Elisabetta ne rimane colpita da tutta quella intraprendenza. Non riesce a trovare un motivo per smentire ogni parte del suo piano, forse si è semplicemente sentita dire ciò che voleva.
“Ok, ok. Ma se invece non volesse parlarmi?” quella paura c'è, la sente appollaiata sulla bocca dello stomaco.
“Facciamo finta che tu non mi abbia chiesto questa cosa.” liquida con facilità Riccardo. “La promessa che però devi farmi è che parlerete sul serio. Niente “e se poi”, niente “potrebbe succedere”. Parlate delle cose concrete: quelle che sono successe e cosa provate per l'altro. Adesso è questo quello che conta. Se poi va male almeno non avrete rimpianti.” Riccardo lascia tutto il tempo necessario ad Elisabetta per comprendere a pieno tutti ciò che ha detto. Lo sa che vorrebbe ribattere, annullare ogni singolo sforzo, ma sa anche che è tutto ciò che voleva sentirsi dire.

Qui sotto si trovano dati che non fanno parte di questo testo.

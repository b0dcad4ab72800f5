use std::sync::Arc;

use anyhow::Result;
use raw_window_handle::{HasDisplayHandle, HasWindowHandle};
use wgpu::util::DeviceExt;

use crate::engine::{FrameBackend, FrameError, FrameUniforms, Quad};
use crate::field::DisplacementField;
use crate::textures::DecodedImage;
use crate::types::PixelSize;

use super::context::GpuContext;
use super::pipeline::PreviewPipeline;
use super::textures::{self, DisplacementTexture, GpuImage};
use super::uniforms::PreviewUniforms;

/// Page background behind the preview, `#eeeeee`.
const CLEAR_SRGB: f64 = 238.0 / 255.0;

impl From<wgpu::SurfaceError> for FrameError {
    fn from(value: wgpu::SurfaceError) -> Self {
        match value {
            wgpu::SurfaceError::Lost | wgpu::SurfaceError::Outdated => FrameError::SurfaceLost,
            wgpu::SurfaceError::Timeout => FrameError::Timeout,
            wgpu::SurfaceError::OutOfMemory => FrameError::OutOfMemory,
            other => FrameError::Other(other.to_string()),
        }
    }
}

struct QuadBuffers {
    vertices: wgpu::Buffer,
    indices: wgpu::Buffer,
    index_count: u32,
}

/// wgpu implementation of [`FrameBackend`] drawing into a window surface.
pub struct GpuBackend {
    context: GpuContext,
    pipeline: PreviewPipeline,
    uniform_buffer: wgpu::Buffer,
    uniform_bind_group: wgpu::BindGroup,
    quad: Option<QuadBuffers>,
    placeholder: Arc<GpuImage>,
    active: Option<Arc<GpuImage>>,
    displacement: DisplacementTexture,
    texture_bind_group: Option<wgpu::BindGroup>,
    clear_color: wgpu::Color,
}

impl GpuBackend {
    /// Sets up the device and surface for `target`, which must outlive the
    /// backend.
    pub fn new<T>(target: &T, size: PixelSize) -> Result<Self>
    where
        T: HasDisplayHandle + HasWindowHandle,
    {
        let context = GpuContext::new(target, size)?;
        let pipeline = PreviewPipeline::new(&context.device, context.surface_format);

        let uniform_buffer = context.device.create_buffer(&wgpu::BufferDescriptor {
            label: Some("uniform buffer"),
            size: std::mem::size_of::<PreviewUniforms>() as u64,
            usage: wgpu::BufferUsages::UNIFORM | wgpu::BufferUsages::COPY_DST,
            mapped_at_creation: false,
        });
        let uniform_bind_group = context
            .device
            .create_bind_group(&wgpu::BindGroupDescriptor {
                label: Some("uniform bind group"),
                layout: &pipeline.uniform_layout,
                entries: &[wgpu::BindGroupEntry {
                    binding: 0,
                    resource: uniform_buffer.as_entire_binding(),
                }],
            });

        let placeholder = Arc::new(textures::create_placeholder(
            &context.device,
            &context.queue,
        ));
        let displacement = DisplacementTexture::new(&context.device, 1);

        let clear = if context.surface_format.is_srgb() {
            srgb_to_linear(CLEAR_SRGB)
        } else {
            CLEAR_SRGB
        };

        Ok(Self {
            context,
            pipeline,
            uniform_buffer,
            uniform_bind_group,
            quad: None,
            placeholder,
            active: None,
            displacement,
            texture_bind_group: None,
            clear_color: wgpu::Color {
                r: clear,
                g: clear,
                b: clear,
                a: 1.0,
            },
        })
    }

    pub fn size(&self) -> PixelSize {
        self.context.size
    }

    /// Reconfigures the surface after it was lost or became outdated.
    pub fn recover_surface(&mut self) {
        self.context.reconfigure();
    }

    /// Presents an empty page-coloured frame, used while the canvas is hidden.
    pub fn clear_frame(&mut self) -> Result<(), FrameError> {
        let frame = self.context.surface.get_current_texture()?;
        let view = frame
            .texture
            .create_view(&wgpu::TextureViewDescriptor::default());
        let mut encoder =
            self.context
                .device
                .create_command_encoder(&wgpu::CommandEncoderDescriptor {
                    label: Some("clear encoder"),
                });
        {
            let _pass = encoder.begin_render_pass(&wgpu::RenderPassDescriptor {
                label: Some("clear pass"),
                color_attachments: &[Some(wgpu::RenderPassColorAttachment {
                    view: &view,
                    depth_slice: None,
                    resolve_target: None,
                    ops: wgpu::Operations {
                        load: wgpu::LoadOp::Clear(self.clear_color),
                        store: wgpu::StoreOp::Store,
                    },
                })],
                depth_stencil_attachment: None,
                occlusion_query_set: None,
                timestamp_writes: None,
            });
        }
        self.context.queue.submit(std::iter::once(encoder.finish()));
        frame.present();
        Ok(())
    }

    /// Rebuilds the texture bind group after the image or field texture changed.
    fn ensure_texture_bind_group(&mut self) {
        if self.texture_bind_group.is_some() {
            return;
        }
        let image = self.active.as_ref().unwrap_or(&self.placeholder);
        self.texture_bind_group = Some(self.pipeline.texture_bind_group(
            &self.context.device,
            image,
            &self.displacement,
        ));
    }
}

impl FrameBackend for GpuBackend {
    type Image = Arc<GpuImage>;

    fn create_image(&mut self, image: &DecodedImage) -> Result<Self::Image, FrameError> {
        textures::create_image_texture(
            &self.context.device,
            &self.context.queue,
            image,
            self.context.max_texture_dimension,
        )
        .map(Arc::new)
    }

    fn upload_quad(&mut self, quad: &Quad) {
        let device = &self.context.device;
        let vertices = device.create_buffer_init(&wgpu::util::BufferInitDescriptor {
            label: Some("quad vertices"),
            contents: bytemuck::cast_slice(&quad.vertices),
            usage: wgpu::BufferUsages::VERTEX,
        });
        let indices = device.create_buffer_init(&wgpu::util::BufferInitDescriptor {
            label: Some("quad indices"),
            contents: bytemuck::cast_slice(&quad.indices),
            usage: wgpu::BufferUsages::INDEX,
        });
        self.quad = Some(QuadBuffers {
            vertices,
            indices,
            index_count: quad.indices.len() as u32,
        });
    }

    fn configure(&mut self, size: PixelSize) {
        self.context.resize(size);
    }

    fn write_displacement(&mut self, field: &DisplacementField) {
        let limit = self.context.max_texture_dimension;
        let Some(size) = u32::try_from(field.size()).ok().filter(|size| *size <= limit) else {
            tracing::warn!(
                size = field.size(),
                limit,
                "displacement field exceeds the device texture limit; skipping upload"
            );
            return;
        };
        if size != self.displacement.size() {
            self.displacement = DisplacementTexture::new(&self.context.device, size);
            self.texture_bind_group = None;
        }
        self.displacement.write(&self.context.queue, field);
    }

    fn bind_image(&mut self, image: Option<&Self::Image>) {
        self.active = image.cloned();
        self.texture_bind_group = None;
    }

    fn draw(&mut self, frame_uniforms: &FrameUniforms) -> Result<(), FrameError> {
        let frame = self.context.surface.get_current_texture()?;
        let view = frame
            .texture
            .create_view(&wgpu::TextureViewDescriptor::default());

        let uniforms = PreviewUniforms::from_frame(frame_uniforms);
        self.context
            .queue
            .write_buffer(&self.uniform_buffer, 0, bytemuck::bytes_of(&uniforms));

        self.ensure_texture_bind_group();
        let (Some(quad), Some(texture_bind_group)) =
            (self.quad.as_ref(), self.texture_bind_group.as_ref())
        else {
            return Err(FrameError::Other("quad geometry was never uploaded".into()));
        };

        let mut encoder =
            self.context
                .device
                .create_command_encoder(&wgpu::CommandEncoderDescriptor {
                    label: Some("render encoder"),
                });
        {
            let mut render_pass = encoder.begin_render_pass(&wgpu::RenderPassDescriptor {
                label: Some("preview pass"),
                color_attachments: &[Some(wgpu::RenderPassColorAttachment {
                    view: &view,
                    depth_slice: None,
                    resolve_target: None,
                    ops: wgpu::Operations {
                        load: wgpu::LoadOp::Clear(self.clear_color),
                        store: wgpu::StoreOp::Store,
                    },
                })],
                depth_stencil_attachment: None,
                occlusion_query_set: None,
                timestamp_writes: None,
            });
            render_pass.set_pipeline(&self.pipeline.pipeline);
            render_pass.set_bind_group(0, &self.uniform_bind_group, &[]);
            render_pass.set_bind_group(1, texture_bind_group, &[]);
            render_pass.set_vertex_buffer(0, quad.vertices.slice(..));
            render_pass.set_index_buffer(quad.indices.slice(..), wgpu::IndexFormat::Uint16);
            render_pass.draw_indexed(0..quad.index_count, 0, 0..1);
        }
        self.context.queue.submit(std::iter::once(encoder.finish()));
        frame.present();
        Ok(())
    }
}

fn srgb_to_linear(value: f64) -> f64 {
    if value <= 0.04045 {
        value / 12.92
    } else {
        ((value + 0.055) / 1.055).powf(2.4)
    }
}

#[cfg(test)]
mod tests {
    use super::*;

    #[test]
    fn page_background_converts_to_linear() {
        let linear = srgb_to_linear(CLEAR_SRGB);
        assert!((linear - 0.855).abs() < 1e-3, "got {linear}");
        assert_eq!(srgb_to_linear(0.0), 0.0);
        assert!((srgb_to_linear(1.0) - 1.0).abs() < 1e-12);
    }

    #[test]
    fn surface_errors_map_to_frame_errors() {
        assert!(matches!(
            FrameError::from(wgpu::SurfaceError::Outdated),
            FrameError::SurfaceLost
        ));
        assert!(FrameError::from(wgpu::SurfaceError::OutOfMemory).is_fatal());
    }
}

Forse Riccardo non ha fatto altro che sbatterle in faccia la consapevolezza di starsi auto-sabotando e di aver generato centinaia di motivi per allontanarsi da Claudio pur avendone altrettanti per stargli accanto. Per la prima volta, forse nella sua vita, sente la pelle pizzicare convinta di dover fare qualcosa all'istante ma ripete nella sua testa che deve lasciargli spazio. Almeno fino al giorno dell'esame.
Nulla però le vieta il giorno dopo di contattare la sua psicologa che senza indugi la inserisce nuovamente nei suoi appuntamenti. La prima seduta è il giorno stesso, e dal momento che Elisabetta è un fiume in piena di parole e concetti la psicologa non si permette di interromperla e chiederle cosa l'ha spinta a tornare indietro. La terapista riesce a vedere negli occhi della sua paziente la voglia di analizzarsi che da tempo aveva perso. E' tutto relativamente incentrato su Claudio, ma senza che lei se ne renda conto sta parlando anche di rimettersi in piedi, cercarsi nuovamente un lavoro e provare a non piangersi addosso quando qualcosa non va nel verso giusto.

 

Veronica invece è preoccupata. E nonostante il marito cerchi di consolarla, il non riconoscere più Claudio la fa sentire disorientata. Si ritrova in questa situazione in cui vorrebbe rimproverarlo, e dargli uno scossone, ma al tempo stesso non ha nessun motivo per farlo.
Suo figlio passa ogni sua giornata chiuso nella sua stanza in completo silenzio, prevalentemente a studiare. Ogni tanto percepisce dei movimenti, poi lo vede uscire dalla stanza con lo sguardo disorientato. Come se dovesse ricordarsi cosa c'è oltre le quattro mura della sua stanza.
“Ciao tesoro...” sospira Veronica costringendo il figlio in un abbraccio stretto. “Come va lo studio?”
“Mamma, sto bene.” risponde Claudio con voce attutita dal maglioncino della madre.
“Ho fatto un'altra domanda.” rimprovera bonariamente scompigliando i capelli castani.
“Va tutto bene, sarò pronto per il giorno dell'esame. Per il resto, non mi va di parlarne.” Veronica lo stringe ancora più forte prima di lasciarlo definitivamente “Però lo sai che puoi farlo. Vero?”
Claudio annuisce per poi superarla.

 

Sono passati solo quattro giorni, anche se sembrano secoli. Non pensava di potersi mai ritrovare a fermare il prurito delle sue mani che vogliono scrivergli un messaggio, o ancora peggio scattare fuori da quella camera d'albergo per presentarsi sotto casa sua. Ma sa di dover aspettare. Tante volte Claudio ha dovuto aspettare i suoi tempi ed è giusto che anche Elisabetta ricambi il favore, ma soprattutto solo ora ne capisce l'importanza e le sensazioni che si provano stando da questa parte.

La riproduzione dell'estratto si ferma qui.